In summary, embedding models can efficiently turn obscure raw data into structured vector representations that reveal otherwise hidden patterns – patterns that computers can effectively model using ML.
But what does the embedding process look like?
Embedding maps data onto a high-dimensional vector space, often between 500-2000 dimensions, depending on the complexity of the underlying data. However, for visualization purposes, popular dimensionality reduction techniques like UMAP (Uniform Manifold Approximation and Projection) or t-SNE (t-Distributed Stochastic Neighbor Embedding) can be used to project these dense vectors into 2D scatterplots that approximate the relative distances and relationships between data points, as shown in this embedding projector.
If, for example, your vector space represented restaurant reviews, these could be embedded based on ratings, food quality, and customer responses. Similar reviews would cluster together in the vector space, while dissimilar ones would be further apart. Reviews mentioning “good food” and “tasty dishes” would be close together, as their meaning is similar.
Until the early to mid-2010s, embedding was handled exclusively by ML teams building custom models from scratch. Custom models rely heavily on large volumes of task-specific data and require expert data scientists to develop and refine for months.
Recent advances in transfer learning research have enabled another kind of model, pre-trained on large, broad datasets, using more computational power than 99.9% of companies have available. Custom models continue to play a crucial role in Vector Compute, excelling at some tasks.
However, pre-trained models have performed better than custom models on others – in particular, text, image, and audio embedding. And, importantly, compared to building your own models, pre-trained models make it easier and faster to get to a working solution for your use case.
Let’s look at some examples:
Llama-2, developed by Meta, is a set of LLMs pre-trained on a publically available corpus of data, with variants trained on 7B, 13B, 34B and 70B parameters. Llama-2 achieves highly impressive results on language tasks, but as a decoder model it is not well suited to vector embeddings.
Another example is OpenAI, which leverages ELMo and GPT for unsupervised pre-training to create robust general linguistic representations. Read how OpenAI has improved language understanding with unsupervised learning.
Besides Llama-2 and OpenAI, there are other prominent embedding models, ones that specialize in specific data types:
For images, there are breakthrough model architectures like ResNet (Residual Neural Network) that utilize skip connections to enable training extremely deep convolutional neural networks, and Google’s Inception, which achieves human-level accuracy on image classification by pre-training on large labeled datasets like ImageNet.

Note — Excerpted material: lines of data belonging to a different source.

// File: crates/crosshair-core/src/plugin.rs
// Summary: Lifecycle hooks and the crosshair plugin: pointer tracking, drag gesture and draw pass.

use std::time::Duration;

use tracing::{debug, trace};

use crate::color::Color;
use crate::config::CrosshairConfig;
use crate::geometry::{Point, Rect};
use crate::gesture::{CrosshairState, PointerEvent, PointerKind, BUTTONS_NONE, BUTTON_PRIMARY};
use crate::host::ChartHost;
use crate::interpolate::{interpolate_to_pixel, InterpolationInput};
use crate::render::{DrawSurface, StrokeStyle};
use crate::sync::{PointerSync, SyncBus, SyncMessage};
use crate::throttle::Throttle;
use crate::types::ChartId;

/// Radius of the marker drawn at each interpolated value.
pub const TRACE_POINT_RADIUS: f64 = 3.0;
/// Events swallowed after a zoom re-layout.
pub const IGNORED_EVENTS_AFTER_ZOOM: u32 = 2;

/// Hooks a chart invokes on its plugins, in the order of the chart lifecycle.
pub trait ChartPlugin {
    fn id(&self) -> &'static str;
    fn after_init(&mut self, _chart: &mut dyn ChartHost) {}
    fn after_event(&mut self, _chart: &mut dyn ChartHost, _event: &PointerEvent) {}
    fn after_draw(&mut self, _chart: &dyn ChartHost, _surface: &mut dyn DrawSurface) {}
    /// Return false to hide the host's tooltip for this frame.
    fn before_tooltip_draw(&self, _chart: &dyn ChartHost) -> bool { true }
    fn after_destroy(&mut self, _chart: &mut dyn ChartHost) {}
}

/// Crosshair, drag-to-zoom and sync behaviour for one chart.
pub struct Crosshair {
    pub(crate) id: ChartId,
    pub(crate) config: CrosshairConfig,
    /// `None` while the chart is inert (before init, unsupported axis, destroyed).
    pub(crate) state: Option<CrosshairState>,
    pub(crate) bus: SyncBus,
    event_log: Throttle,
}

impl Crosshair {
    pub fn new(config: CrosshairConfig, bus: SyncBus) -> Self {
        Self {
            id: ChartId::next(),
            config,
            state: None,
            bus,
            event_log: Throttle::new(Duration::from_millis(250)),
        }
    }

    pub fn id(&self) -> ChartId { self.id }
    pub fn config(&self) -> &CrosshairConfig { &self.config }
    pub fn state(&self) -> Option<&CrosshairState> { self.state.as_ref() }
    pub fn is_active(&self) -> bool { self.state.is_some() }

    /// Steps 3-5 of event handling: bounds, drag sequencing, cursor update.
    /// Replayed sync events enter here directly.
    pub(crate) fn track(&mut self, chart: &mut dyn ChartHost, event: &PointerEvent) {
        let suppress_synced = self.config.sync.suppress_tooltips;
        let zoom_enabled = self.config.zoom.enabled;
        let Some(xs) = chart.x_scale() else { return };
        let (min_px, max_px) = xs.pixel_bounds();
        let Some(state) = self.state.as_mut() else { return };

        state.suppress_tooltips = event.replayed && suppress_synced;
        state.enabled = event.kind != PointerKind::Leave && event.x > min_px && event.x < max_px;

        if !state.enabled {
            if !state.suppress_update && event.x > max_px {
                // one refresh to clear the crosshair, then stay quiet until re-entry
                state.suppress_update = true;
                chart.update();
            }
            state.drag.started = false;
            return;
        }
        state.suppress_update = false;

        let buttons = event.effective_buttons();
        if zoom_enabled && buttons == BUTTON_PRIMARY && !state.drag.started {
            state.drag.started = true;
            state.drag.start_x = event.x;
            trace!(chart = %self.id, x = event.x, "drag started");
        }

        if state.drag.started && buttons == BUTTONS_NONE {
            state.drag.started = false;
            let start_x = state.drag.start_x;
            let cursor_x = state.cursor.map_or(event.x, |c| c.x);
            let start = xs.value_for_pixel(start_x);
            let end = xs.value_for_pixel(cursor_x);
            if (start_x - cursor_x).abs() > 1.0 {
                self.apply_zoom(chart, start, end);
            } else {
                trace!(chart = %self.id, "drag too short, discarded");
            }
            chart.update();
        }

        if let Some(state) = self.state.as_mut() {
            state.cursor = Some(event.position());
        }
        chart.request_draw();
    }

    fn publish_pointer(&self, chart: &dyn ChartHost, event: &PointerEvent) {
        let (Some(xs), Some(ys)) = (chart.x_scale(), chart.y_scale()) else { return };
        let kind = if event.kind == PointerKind::Click { PointerKind::Move } else { event.kind };
        let msg = SyncMessage::Pointer(PointerSync {
            origin: self.id,
            group: self.config.sync.group,
            data_x: xs.value_for_pixel(event.x),
            data_y: ys.value_for_pixel(event.y),
            buttons: event.effective_buttons(),
            kind,
        });
        self.bus.publish(&msg);
    }

    fn draw_zoombox(&self, chart: &dyn ChartHost, surface: &mut dyn DrawSurface, start_x: f64, cursor: Point) {
        let Some(ys) = chart.y_scale() else { return };
        let top = ys.pixel_for_value(ys.max());
        let bottom = ys.pixel_for_value(ys.min());
        let zoom = &self.config.zoom;
        surface.rect(
            Rect::new(start_x, top, cursor.x - start_x, bottom - top),
            Some(zoom.zoombox_background_color),
            Some(&StrokeStyle::solid(zoom.zoombox_border_color, 1.0)),
        );
    }

    fn draw_trace_line(&self, chart: &dyn ChartHost, surface: &mut dyn DrawSurface, cursor: Point) {
        let (Some(xs), Some(ys)) = (chart.x_scale(), chart.y_scale()) else { return };
        let line = &self.config.line;

        let mut at = cursor;
        if self.config.snap.enabled {
            if let Some(active) = chart.active_elements().first() {
                at = active.element.position();
            }
        }

        let stroke = StrokeStyle::dashed(line.color, line.width, line.dash_pattern.to_vec());
        surface.line(
            Point::new(at.x, ys.pixel_for_value(ys.max())),
            Point::new(at.x, ys.pixel_for_value(ys.min())),
            &stroke,
        );
        surface.line(
            Point::new(xs.pixel_for_value(xs.min()), at.y),
            Point::new(xs.pixel_for_value(xs.max()), at.y),
            &stroke,
        );
    }

    fn draw_trace_points(&self, chart: &dyn ChartHost, surface: &mut dyn DrawSurface, cursor: Point) {
        let (Some(xs), Some(ys)) = (chart.x_scale(), chart.y_scale()) else { return };
        for (index, dataset) in chart.datasets().iter().enumerate() {
            if dataset.hidden || !dataset.interpolate {
                continue;
            }
            let input = InterpolationInput::for_dataset(xs, ys, dataset, cursor.x);
            match interpolate_to_pixel(&input) {
                Ok((_, y_px)) => surface.circle(
                    Point::new(cursor.x, y_px),
                    TRACE_POINT_RADIUS,
                    Some(Color::WHITE),
                    Some(&StrokeStyle::solid(dataset.border_color, 2.0)),
                ),
                Err(reason) => trace!(chart = %self.id, dataset = index, %reason, "no trace point"),
            }
        }
    }
}

impl ChartPlugin for Crosshair {
    fn id(&self) -> &'static str { "crosshair" }

    fn after_init(&mut self, chart: &mut dyn ChartHost) {
        match chart.x_axis_kind() {
            Ok(kind) if chart.y_scale().is_some() => {
                debug!(chart = %self.id, axis = %kind, sync = self.config.sync.enabled, "crosshair attached");
                self.state = Some(CrosshairState::default());
            }
            Ok(_) => debug!(chart = %self.id, "no y axis; crosshair inert"),
            Err(err) => debug!(chart = %self.id, %err, "crosshair inert"),
        }
    }

    fn after_event(&mut self, chart: &mut dyn ChartHost, event: &PointerEvent) {
        if chart.x_axis_kind().is_err() || chart.x_scale().is_none() || chart.y_scale().is_none() {
            return;
        }
        let Some(state) = self.state.as_mut() else { return };

        if !event.replayed {
            if state.ignore_next_events > 0 {
                state.ignore_next_events -= 1;
                trace!(chart = %self.id, left = state.ignore_next_events, "event ignored after update");
                return;
            }
            if self.config.sync.enabled {
                self.publish_pointer(chart, event);
            }
        }

        if self.event_log.admit() {
            trace!(chart = %self.id, kind = ?event.kind, x = event.x, y = event.y, replayed = event.replayed, "pointer");
        }
        self.track(chart, event);
    }

    fn after_draw(&mut self, chart: &dyn ChartHost, surface: &mut dyn DrawSurface) {
        let Some(state) = self.state.as_ref() else { return };
        if !state.enabled {
            return;
        }
        let Some(cursor) = state.cursor else { return };

        if state.drag.started {
            self.draw_zoombox(chart, surface, state.drag.start_x, cursor);
        } else {
            self.draw_trace_line(chart, surface, cursor);
            self.draw_trace_points(chart, surface, cursor);
        }
    }

    fn before_tooltip_draw(&self, _chart: &dyn ChartHost) -> bool {
        self.state.as_ref().map_or(true, |s| !s.drag.started && !s.suppress_tooltips)
    }

    fn after_destroy(&mut self, chart: &mut dyn ChartHost) {
        if let Some(handle) = self.state.as_mut().and_then(|s| s.reset_control.take()) {
            chart.remove_reset_control(handle);
        }
        self.state = None;
        debug!(chart = %self.id, "crosshair destroyed");
    }
}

By employing advanced techniques (including skip connections and concatenated convolutions), these approaches effectively learn visual features that can be transferred to downstream tasks.
In the audio domain, DeepSpeech and Wav2Vec have demonstrated strong speech recognition and audio understanding through pre-training on thousands of hours of speech data. Models like Wav2Vec can generate embeddings directly from raw audio input.
To generate vector embeddings, the top-scoring models on Huggingface’s Massive Text Embedding Benchmark (MTEB) Leaderboard are pre-trained encoder transformer models.
The primary advantage of pre-trained models is their ability to learn powerful general-purpose representations from vast datasets – for example, CommonCrawl, which contains billions of web pages and is an ideal data source for training.
Leveraging pre-trained models as a starting point offers remarkable computational efficiency and enhanced performance, especially in scenarios where task-specific data is limited.
Still, pre-trained models have limitations; whether you should use a custom or pre-trained model depends on your task requirements.